• What is needed:
Line by line, return everything in the listing exactly.

• Recorded information:
use super::*;
use std::io::Read;

#[test]
fn test_default_command() {
    let cmd = ListxCommand::default();
    assert_eq!(cmd.program, "exiftool");
    assert_eq!(cmd.args, vec!["-listx"]);
    assert_eq!(cmd.to_string(), "exiftool -listx");
}

#[test]
fn test_spawn_missing_program() {
    let cmd = ListxCommand::new("exiftags-definitely-not-installed", ["-listx"]);
    let err = cmd.capture().unwrap_err();
    assert!(matches!(err, SourceError::Spawn { .. }));
    assert!(err.to_string().starts_with("command failed"));

    assert!(matches!(cmd.spawn().unwrap_err(), SourceError::Spawn { .. }));
}

#[cfg(unix)]
#[test]
fn test_capture_stdout() {
    let cmd = ListxCommand::new("sh", ["-c", "printf '<taginfo></taginfo>'"]);
    assert_eq!(cmd.capture().unwrap(), b"<taginfo></taginfo>");
}

#[cfg(unix)]
#[test]
fn test_capture_failure_reports_stderr() {
    let cmd = ListxCommand::new("sh", ["-c", "echo 'no such option' >&2; exit 3"]);
    match cmd.capture().unwrap_err() {
        SourceError::Failed { status, stderr, .. } => {
            assert_eq!(status.code(), Some(3));
            assert_eq!(stderr, "no such option");
        }
        other => panic!("unexpected error: {other}"),
    }
}

#[cfg(unix)]
#[test]
fn test_spawn_and_wait() {
    let cmd = ListxCommand::new("sh", ["-c", "printf '<taginfo/>'"]);
    let mut child = cmd.spawn().unwrap();
    let mut stdout = child.take_stdout().unwrap();
    assert!(child.take_stdout().is_none());

    let mut out = String::new();
    stdout.read_to_string(&mut out).unwrap();
    assert_eq!(out, "<taginfo/>");
    child.wait().unwrap();
}

#[cfg(unix)]
#[test]
fn test_large_stderr_does_not_block_stdout() {
    // Far more than a pipe buffer on stderr before anything reaches stdout
    let cmd = ListxCommand::new(
        "sh",
        ["-c", "head -c 262144 /dev/zero | tr '\\0' e >&2; printf '<taginfo/>'; exit 1"],
    );
    let mut child = cmd.spawn().unwrap();
    let mut out = String::new();
    child.take_stdout().unwrap().read_to_string(&mut out).unwrap();
    assert_eq!(out, "<taginfo/>");

    match child.wait().unwrap_err() {
        SourceError::Failed { stderr, .. } => {
            assert_eq!(stderr.len(), STDERR_LIMIT);
            assert!(stderr.bytes().all(|b| b == b'e'));
        }
        other => panic!("unexpected error: {other}"),
    }
}

#[cfg(unix)]
#[test]
fn test_wait_reports_stderr() {
    let cmd = ListxCommand::new("sh", ["-c", "echo 'bad lang' >&2; exit 4"]);
    let child = cmd.spawn().unwrap();
    match child.wait().unwrap_err() {
        SourceError::Failed { status, stderr, .. } => {
            assert_eq!(status.code(), Some(4));
            assert_eq!(stderr, "bad lang");
        }
        other => panic!("unexpected error: {other}"),
    }
}

#[cfg(unix)]
#[test]
fn test_kill_running_child() {
    let cmd = ListxCommand::new("sleep", ["30"]);
    let mut child = cmd.spawn().unwrap();
    child.kill().unwrap();
    // Killed by a signal, so no success status
    assert!(matches!(child.wait(), Err(SourceError::Failed { .. })));
}

#[cfg(unix)]
#[test]
fn test_kill_after_exit() {
    let cmd = ListxCommand::new("true", Vec::<String>::new());
    let mut child = cmd.spawn().unwrap();
    std::thread::sleep(std::time::Duration::from_millis(100));
    child.kill().unwrap();
    child.wait().unwrap();
}

#[test]
fn test_input_source_file() {
    let dir = tempfile::tempdir().unwrap();
    let path = dir.path().join("listx.xml");
    std::fs::write(&path, "<taginfo/>").unwrap();

    let source = InputSource::File(path.clone());
    let mut reader = source.open().unwrap();
    let mut content = String::new();
    reader.read_to_string(&mut content).unwrap();
    assert_eq!(content, "<taginfo/>");
    assert_eq!(source.to_string(), path.display().to_string());

    let missing = InputSource::File(dir.path().join("missing.xml"));
    assert!(matches!(missing.open(), Err(SourceError::Io(_))));
}

#[test]
fn test_deserialize_command() {
    let cmd: ListxCommand = toml::from_str("program = '/usr/bin/exiftool'").unwrap();
    assert_eq!(cmd.program, "/usr/bin/exiftool");
    assert_eq!(cmd.args, vec!["-listx"]);
}
//! TOML configuration file support.
//!
//! Settings that would otherwise need several flags can live in a file:
//!
//! ```toml
//! # exiftags.toml
//! [command]
//! program = "/usr/local/bin/exiftool"
//! args = ["-listx", "-lang", "de"]
//!
//! [server]
//! bind = "0.0.0.0:8080"
//! channel_capacity = 32
//!
//! [conversion]
//! log_progress_every = 50
//! ```
//!
//! Command-line flags take precedence over the file.

use anyhow::{Context, Result};
use serde::Deserialize;
use std::net::SocketAddr;
use std::path::Path;

use exiftags::listx::ConversionConfig;
use exiftags::source::ListxCommand;

use super::CommandArgs;

/// Root configuration structure for exiftags.toml files.
#[derive(Debug, Default, Deserialize)]
#[serde(deny_unknown_fields)]
pub struct Config {
    /// Command producing the -listx XML.
    #[serde(default)]
    pub command: Option<ListxCommand>,

    /// HTTP endpoint settings.
    #[serde(default)]
    pub server: ServerSection,

    /// Converter settings.
    #[serde(default)]
    pub conversion: ConversionSection,
}

/// Configuration for the serve command.
#[derive(Debug, Default, Deserialize)]
#[serde(deny_unknown_fields)]
pub struct ServerSection {
    /// Listen address.
    pub bind: Option<SocketAddr>,

    /// Body chunks buffered per response.
    pub channel_capacity: Option<usize>,
}

/// Configuration for the converter.
#[derive(Debug, Default, Deserialize)]
#[serde(deny_unknown_fields)]
pub struct ConversionSection {
    /// Log progress every N tables (0 disables).
    pub log_progress_every: Option<usize>,
}

impl Config {
    /// Load configuration from a TOML file, or defaults when no file is given.
    pub fn load(path: Option<&Path>) -> Result<Self> {
        match path {
            Some(path) => Self::from_file(path),
            None => Ok(Self::default()),
        }
    }

    /// Load configuration from a TOML file.
    pub fn from_file(path: &Path) -> Result<Self> {
        let content = std::fs::read_to_string(path)
            .with_context(|| format!("Failed to read config file: {}", path.display()))?;

        Self::from_str(&content)
    }

    /// Parse configuration from a TOML string.
    pub fn from_str(content: &str) -> Result<Self> {
        toml::from_str(content).context("Failed to parse TOML configuration")
    }

    /// Resolve the -listx command: flags, then file, then `exiftool -listx`.
    pub fn listx_command(&self, overrides: &CommandArgs) -> ListxCommand {
        let mut command = self.command.clone().unwrap_or_default();
        if let Some(program) = &overrides.program {
            command.program = program.clone();
        }
        if !overrides.args.is_empty() {
            command.args = overrides.args.clone();
        }
        command
    }

    /// Converter settings with file values applied.
    pub fn conversion_config(&self) -> ConversionConfig {
        let mut config = ConversionConfig::default();
        if let Some(interval) = self.conversion.log_progress_every {
            config.progress_interval = interval;
        }
        config
    }

    /// Server settings: flags, then file, then defaults.
    #[cfg(feature = "server")]
    pub fn server_config(
        &self,
        bind: Option<SocketAddr>,
        overrides: &CommandArgs,
    ) -> exiftags::server::ServerConfig {
        let mut config = exiftags::server::ServerConfig {
            command: self.listx_command(overrides),
            ..Default::default()
        };
        if let Some(bind) = bind.or(self.server.bind) {
            config.bind = bind;
        }
        if let Some(capacity) = self.server.channel_capacity {
            config.channel_capacity = capacity;
        }
        config
    }
}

• Task output:
use super::*;
use std::io::Read;

#[test]
fn test_default_command() {
    let cmd = ListxCommand::default();
    assert_eq!(cmd.program, "exiftool");
    assert_eq!(cmd.args, vec!["-listx"]);
    assert_eq!(cmd.to_string(), "exiftool -listx");
}

#[test]
fn test_spawn_missing_program() {
    let cmd = ListxCommand::new("exiftags-definitely-not-installed", ["-listx"]);
    let err = cmd.capture().unwrap_err();
    assert!(matches!(err, SourceError::Spawn { .. }));
    assert!(err.to_string().starts_with("command failed"));

    assert!(matches!(cmd.spawn().unwrap_err(), SourceError::Spawn { .. }));
}

#[cfg(unix)]
#[test]
fn test_capture_stdout() {
    let cmd = ListxCommand::new("sh", ["-c", "printf '<taginfo></taginfo>'"]);
    assert_eq!(cmd.capture().unwrap(), b"<taginfo></taginfo>");
}

#[cfg(unix)]
#[test]
fn test_capture_failure_reports_stderr() {
    let cmd = ListxCommand::new("sh", ["-c", "echo 'no such option' >&2; exit 3"]);
    match cmd.capture().unwrap_err() {
        SourceError::Failed { status, stderr, .. } => {
            assert_eq!(status.code(), Some(3));
            assert_eq!(stderr, "no such option");
        }
        other => panic!("unexpected error: {other}"),
    }
}

#[cfg(unix)]
#[test]
fn test_spawn_and_wait() {
    let cmd = ListxCommand::new("sh", ["-c", "printf '<taginfo/>'"]);
    let mut child = cmd.spawn().unwrap();
    let mut stdout = child.take_stdout().unwrap();
    assert!(child.take_stdout().is_none());

    let mut out = String::new();
    stdout.read_to_string(&mut out).unwrap();
    assert_eq!(out, "<taginfo/>");
    child.wait().unwrap();
}

#[cfg(unix)]
#[test]
fn test_large_stderr_does_not_block_stdout() {
    // Far more than a pipe buffer on stderr before anything reaches stdout
    let cmd = ListxCommand::new(
        "sh",
        ["-c", "head -c 262144 /dev/zero | tr '\\0' e >&2; printf '<taginfo/>'; exit 1"],
    );
    let mut child = cmd.spawn().unwrap();
    let mut out = String::new();
    child.take_stdout().unwrap().read_to_string(&mut out).unwrap();
    assert_eq!(out, "<taginfo/>");

    match child.wait().unwrap_err() {
        SourceError::Failed { stderr, .. } => {
            assert_eq!(stderr.len(), STDERR_LIMIT);
            assert!(stderr.bytes().all(|b| b == b'e'));
        }
        other => panic!("unexpected error: {other}"),
    }
}

#[cfg(unix)]
#[test]
fn test_wait_reports_stderr() {
    let cmd = ListxCommand::new("sh", ["-c", "echo 'bad lang' >&2; exit 4"]);
    let child = cmd.spawn().unwrap();
    match child.wait().unwrap_err() {
        SourceError::Failed { status, stderr, .. } => {
            assert_eq!(status.code(), Some(4));
            assert_eq!(stderr, "bad lang");
        }
        other => panic!("unexpected error: {other}"),
    }
}

#[cfg(unix)]
#[test]
fn test_kill_running_child() {
    let cmd = ListxCommand::new("sleep", ["30"]);
    let mut child = cmd.spawn().unwrap();
    child.kill().unwrap();
    // Killed by a signal, so no success status
    assert!(matches!(child.wait(), Err(SourceError::Failed { .. })));
}

#[cfg(unix)]
#[test]
fn test_kill_after_exit() {
    let cmd = ListxCommand::new("true", Vec::<String>::new());
    let mut child = cmd.spawn().unwrap();
    std::thread::sleep(std::time::Duration::from_millis(100));
    child.kill().unwrap();
    child.wait().unwrap();
}

#[test]
fn test_input_source_file() {
    let dir = tempfile::tempdir().unwrap();
    let path = dir.path().join("listx.xml");
    std::fs::write(&path, "<taginfo/>").unwrap();

    let source = InputSource::File(path.clone());
    let mut reader = source.open().unwrap();
    let mut content = String::new();
    reader.read_to_string(&mut content).unwrap();
    assert_eq!(content, "<taginfo/>");
    assert_eq!(source.to_string(), path.display().to_string());

    let missing = InputSource::File(dir.path().join("missing.xml"));
    assert!(matches!(missing.open(), Err(SourceError::Io(_))));
}

#[test]
fn test_deserialize_command() {
    let cmd: ListxCommand = toml::from_str("program = '/usr/bin/exiftool'").unwrap();
    assert_eq!(cmd.program, "/usr/bin/exiftool");
    assert_eq!(cmd.args, vec!["-listx"]);
}
//! TOML configuration file support.
//!
//! Settings that would otherwise need several flags can live in a file:
//!
//! ```toml
//! # exiftags.toml
//! [command]
//! program = "/usr/local/bin/exiftool"
//! args = ["-listx", "-lang", "de"]
//!
//! [server]
//! bind = "0.0.0.0:8080"
//! channel_capacity = 32
//!
//! [conversion]
//! log_progress_every = 50
//! ```
//!
//! Command-line flags take precedence over the file.

use anyhow::{Context, Result};
use serde::Deserialize;
use std::net::SocketAddr;
use std::path::Path;

use exiftags::listx::ConversionConfig;
use exiftags::source::ListxCommand;

use super::CommandArgs;

/// Root configuration structure for exiftags.toml files.
#[derive(Debug, Default, Deserialize)]
#[serde(deny_unknown_fields)]
pub struct Config {
    /// Command producing the -listx XML.
    #[serde(default)]
    pub command: Option<ListxCommand>,

    /// HTTP endpoint settings.
    #[serde(default)]
    pub server: ServerSection,

    /// Converter settings.
    #[serde(default)]
    pub conversion: ConversionSection,
}

/// Configuration for the serve command.
#[derive(Debug, Default, Deserialize)]
#[serde(deny_unknown_fields)]
pub struct ServerSection {
    /// Listen address.
    pub bind: Option<SocketAddr>,

    /// Body chunks buffered per response.
    pub channel_capacity: Option<usize>,
}

/// Configuration for the converter.
#[derive(Debug, Default, Deserialize)]
#[serde(deny_unknown_fields)]
pub struct ConversionSection {
    /// Log progress every N tables (0 disables).
    pub log_progress_every: Option<usize>,
}

impl Config {
    /// Load configuration from a TOML file, or defaults when no file is given.
    pub fn load(path: Option<&Path>) -> Result<Self> {
        match path {
            Some(path) => Self::from_file(path),
            None => Ok(Self::default()),
        }
    }

    /// Load configuration from a TOML file.
    pub fn from_file(path: &Path) -> Result<Self> {
        let content = std::fs::read_to_string(path)
            .with_context(|| format!("Failed to read config file: {}", path.display()))?;

        Self::from_str(&content)
    }

    /// Parse configuration from a TOML string.
    pub fn from_str(content: &str) -> Result<Self> {
        toml::from_str(content).context("Failed to parse TOML configuration")
    }

    /// Resolve the -listx command: flags, then file, then `exiftool -listx`.
    pub fn listx_command(&self, overrides: &CommandArgs) -> ListxCommand {
        let mut command = self.command.clone().unwrap_or_default();
        if let Some(program) = &overrides.program {
            command.program = program.clone();
        }
        if !overrides.args.is_empty() {
            command.args = overrides.args.clone();
        }
        command
    }

    /// Converter settings with file values applied.
    pub fn conversion_config(&self) -> ConversionConfig {
        let mut config = ConversionConfig::default();
        if let Some(interval) = self.conversion.log_progress_every {
            config.progress_interval = interval;
        }
        config
    }

    /// Server settings: flags, then file, then defaults.
    #[cfg(feature = "server")]
    pub fn server_config(
        &self,
        bind: Option<SocketAddr>,
        overrides: &CommandArgs,
    ) -> exiftags::server::ServerConfig {
        let mut config = exiftags::server::ServerConfig {
            command: self.listx_command(overrides),
            ..Default::default()
        };
        if let Some(bind) = bind.or(self.server.bind) {
            config.bind = bind;
        }
        if let Some(capacity) = self.server.channel_capacity {
            config.channel_capacity = capacity;
        }
        config
    }
}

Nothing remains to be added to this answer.